Ashurst advises government owned firm on Queensland venture…International firm selects first tech partners…
Lawyers are being warned about unprofessional communications following an increase in reports of lawyers falling below the expected standards.
The Solicitors Regulation Authority in the UK says that lawyers should take care to make sure that communication is always professional, lawful and does not cause offence.
The issue is specifically about lawyers posting comments online in a personal capacity which might be considered offensive or inappropriate if they can be identified as a solicitor.
"We expect solicitors to act at all times with integrity, including on social media and when commenting in what may seem to be a personal capacity. Public confidence in the profession is undermined by offensive or inappropriate communication and the misuse of social media can be a real problem,” said Paul Philip, SRA Chief Executive.
He added that this is also about communications with clients and within offices which may result in action if deemed to fall short of professional standards.
Recent complaints dealt with by the regulator include:
- Facebook comments made by a solicitor leading to a £25,000 fine from the SDT, after he admitted they were "offensive" and "wholly inappropriate"
- Three solicitors at a firm being fined a total of £14,000 and being liable for more than £7,000 of costs after exchanging offensive emails about a colleague
- A solicitor being fined £15,000 for emailing a client using language the Solicitors Disciplinary Tribunal (SDT) said was "despicable"
Ashurst advises government owned firm on Queensland venture
A team from Ashurst has advised CS energy the government owned electricity generator on its new joint-venture with Western Australia based Atlinta.
The team was led by Melbourne utilities partner Tanya Denning who said the joint-venture is a game changer for the Queensland electricity market.
She was assisted by senior associate Jo Slater and lawyer Tim Rankin for the utilities team; partner Graeme Tucker and lawyer Robert Lau (finance); partner Geoffrey Mann and lawyer Kristina Popova (tax); and Justin Jones competition counsel.
International firm selects first tech partners
Allen and Overy has confirmed the companies which will work in its new tech innovation space Fuse.
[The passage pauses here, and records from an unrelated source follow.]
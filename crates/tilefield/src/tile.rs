//! Tile grid model: permissions, tiles, and the row-major grid that owns them.
//!
//! ```text
//! width = 3, length = 2
//!
//!   y=1 |  3  4  5 |
//!   y=0 |  0  1  2 |
//!        x=0 x=1 x=2      index = y * width + x
//! ```
//!
//! A tile's `index` always equals its position in the grid's storage, so
//! coordinate access and linear access reach the same tile.

use std::fmt;

use glam::UVec2;
use serde::{Deserialize, Serialize};
use thiserror::Error;

/// Movement classification of a tile.
///
/// Serialized by its upper-case name (`"LEVEL0"`, `"OBSTACLE"`, ...).
#[derive(Debug, Clone, Copy, PartialEq, Eq, Hash, Default, Serialize, Deserialize)]
#[serde(rename_all = "UPPERCASE")]
pub enum TilePermission {
    #[default]
    Level0,
    Level1,
    Level2,
    Level3,
    Obstacle,
    Passage,
}

impl TilePermission {
    pub const ALL: [TilePermission; 6] = [
        TilePermission::Level0,
        TilePermission::Level1,
        TilePermission::Level2,
        TilePermission::Level3,
        TilePermission::Obstacle,
        TilePermission::Passage,
    ];

    /// External name, as written to area files.
    pub fn name(self) -> &'static str {
        match self {
            TilePermission::Level0 => "LEVEL0",
            TilePermission::Level1 => "LEVEL1",
            TilePermission::Level2 => "LEVEL2",
            TilePermission::Level3 => "LEVEL3",
            TilePermission::Obstacle => "OBSTACLE",
            TilePermission::Passage => "PASSAGE",
        }
    }
}

impl fmt::Display for TilePermission {
    fn fmt(&self, f: &mut fmt::Formatter<'_>) -> fmt::Result {
        f.write_str(self.name())
    }
}

/// One cell of a [`TileGrid`].
#[derive(Debug, Clone, Copy, PartialEq, Eq)]
pub struct Tile {
    permission: TilePermission,
    index: usize,
}

impl Tile {
    pub fn permission(&self) -> TilePermission {
        self.permission
    }

    /// Row-major position within the owning grid.
    pub fn index(&self) -> usize {
        self.index
    }
}

/// Area extent in tiles. Both sides are positive.
#[derive(Debug, Clone, Copy, PartialEq, Eq, Hash)]
pub struct Dimensions {
    pub width: u32,
    pub length: u32,
}

impl Dimensions {
    pub fn new(width: u32, length: u32) -> Self {
        Self { width, length }
    }

    pub fn tile_count(&self) -> usize {
        self.width as usize * self.length as usize
    }
}

/// Where a rejected access pointed.
#[derive(Debug, Clone, Copy, PartialEq, Eq)]
pub enum GridPosition {
    Coords(i32, i32),
    Index(usize),
}

impl fmt::Display for GridPosition {
    fn fmt(&self, f: &mut fmt::Formatter<'_>) -> fmt::Result {
        match self {
            GridPosition::Coords(x, y) => write!(f, "tile ({x}, {y})"),
            GridPosition::Index(i) => write!(f, "tile index {i}"),
        }
    }
}

#[derive(Debug, Clone, Copy, PartialEq, Eq, Error)]
pub enum GridError {
    #[error("{position} is outside a {width}x{length} grid")]
    OutOfBounds {
        position: GridPosition,
        width: u32,
        length: u32,
    },
    #[error("grid dimensions must be positive, got {width}x{length}")]
    InvalidDimensions { width: u32, length: u32 },
    #[error("tile count mismatch: expected {expected}, got {actual}")]
    TileCountMismatch { expected: usize, actual: usize },
}

/// `width * length` tiles in row-major order.
#[derive(Debug, Clone, PartialEq, Eq)]
pub struct TileGrid {
    width: u32,
    length: u32,
    tiles: Vec<Tile>,
}

impl TileGrid {
    /// A grid with every tile set to `default`.
    pub fn build(width: u32, length: u32, default: TilePermission) -> Result<Self, GridError> {
        let count = checked_tile_count(width, length)?;
        Ok(Self::from_fn(width, length, count, |_| default))
    }

    /// A grid from a row-major permission list, as read from an area file.
    pub fn from_permissions(
        width: u32,
        length: u32,
        permissions: Vec<TilePermission>,
    ) -> Result<Self, GridError> {
        let expected = checked_tile_count(width, length)?;
        let actual = permissions.len();
        if expected != actual {
            return Err(GridError::TileCountMismatch { expected, actual });
        }
        Ok(Self::from_fn(width, length, expected, |i| permissions[i]))
    }

    fn from_fn(
        width: u32,
        length: u32,
        count: usize,
        permission: impl Fn(usize) -> TilePermission,
    ) -> Self {
        let tiles = (0..count)
            .map(|index| Tile {
                permission: permission(index),
                index,
            })
            .collect();
        Self {
            width,
            length,
            tiles,
        }
    }

    pub fn width(&self) -> u32 {
        self.width
    }

    pub fn length(&self) -> u32 {
        self.length
    }

    pub fn dimensions(&self) -> Dimensions {
        Dimensions::new(self.width, self.length)
    }

    pub fn len(&self) -> usize {
        self.tiles.len()
    }

    pub fn is_empty(&self) -> bool {
        self.tiles.is_empty()
    }

    /// Row-major index of `(x, y)`.
    pub fn index_of(&self, x: i32, y: i32) -> Result<usize, GridError> {
        let in_bounds = x >= 0 && y >= 0 && (x as u32) < self.width && (y as u32) < self.length;
        if !in_bounds {
            return Err(self.out_of_bounds(GridPosition::Coords(x, y)));
        }
        Ok(y as usize * self.width as usize + x as usize)
    }

    pub fn coords_of(&self, index: usize) -> Result<UVec2, GridError> {
        if index >= self.tiles.len() {
            return Err(self.out_of_bounds(GridPosition::Index(index)));
        }
        let width = self.width as usize;
        Ok(UVec2::new((index % width) as u32, (index / width) as u32))
    }

    pub fn get(&self, x: i32, y: i32) -> Result<&Tile, GridError> {
        let index = self.index_of(x, y)?;
        Ok(&self.tiles[index])
    }

    pub fn get_by_index(&self, index: usize) -> Result<&Tile, GridError> {
        self.tiles
            .get(index)
            .ok_or_else(|| self.out_of_bounds(GridPosition::Index(index)))
    }

    /// Change one tile's permission in place and return the updated tile.
    pub fn set(&mut self, x: i32, y: i32, permission: TilePermission) -> Result<&Tile, GridError> {
        let index = self.index_of(x, y)?;
        let tile = &mut self.tiles[index];
        tile.permission = permission;
        Ok(tile)
    }

    pub fn tiles(&self) -> impl ExactSizeIterator<Item = &Tile> + '_ {
        self.tiles.iter()
    }

    /// Row-major permissions, the order an area file stores them in.
    pub fn permissions(&self) -> impl ExactSizeIterator<Item = TilePermission> + '_ {
        self.tiles.iter().map(|t| t.permission)
    }

    fn out_of_bounds(&self, position: GridPosition) -> GridError {
        GridError::OutOfBounds {
            position,
            width: self.width,
            length: self.length,
        }
    }
}

fn checked_tile_count(width: u32, length: u32) -> Result<usize, GridError> {
    if width == 0 || length == 0 {
        return Err(GridError::InvalidDimensions { width, length });
    }
    (width as usize)
        .checked_mul(length as usize)
        .ok_or(GridError::InvalidDimensions { width, length })
}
The London based initiative is targeting legal tech and similar technology start-ups and made its selections following online applications and a pitch day.
The firms selected include Legatics – a company that turns ‘paper and email’ based legal processes into simple and innovative software; and iManage –a business developing natural language processing and machine learning technology to organise, discover and summarise documents.
Fuse is an integral part of Allen & Overy’s advanced delivery capability and complements the legal practice’s profile in the fintech arena.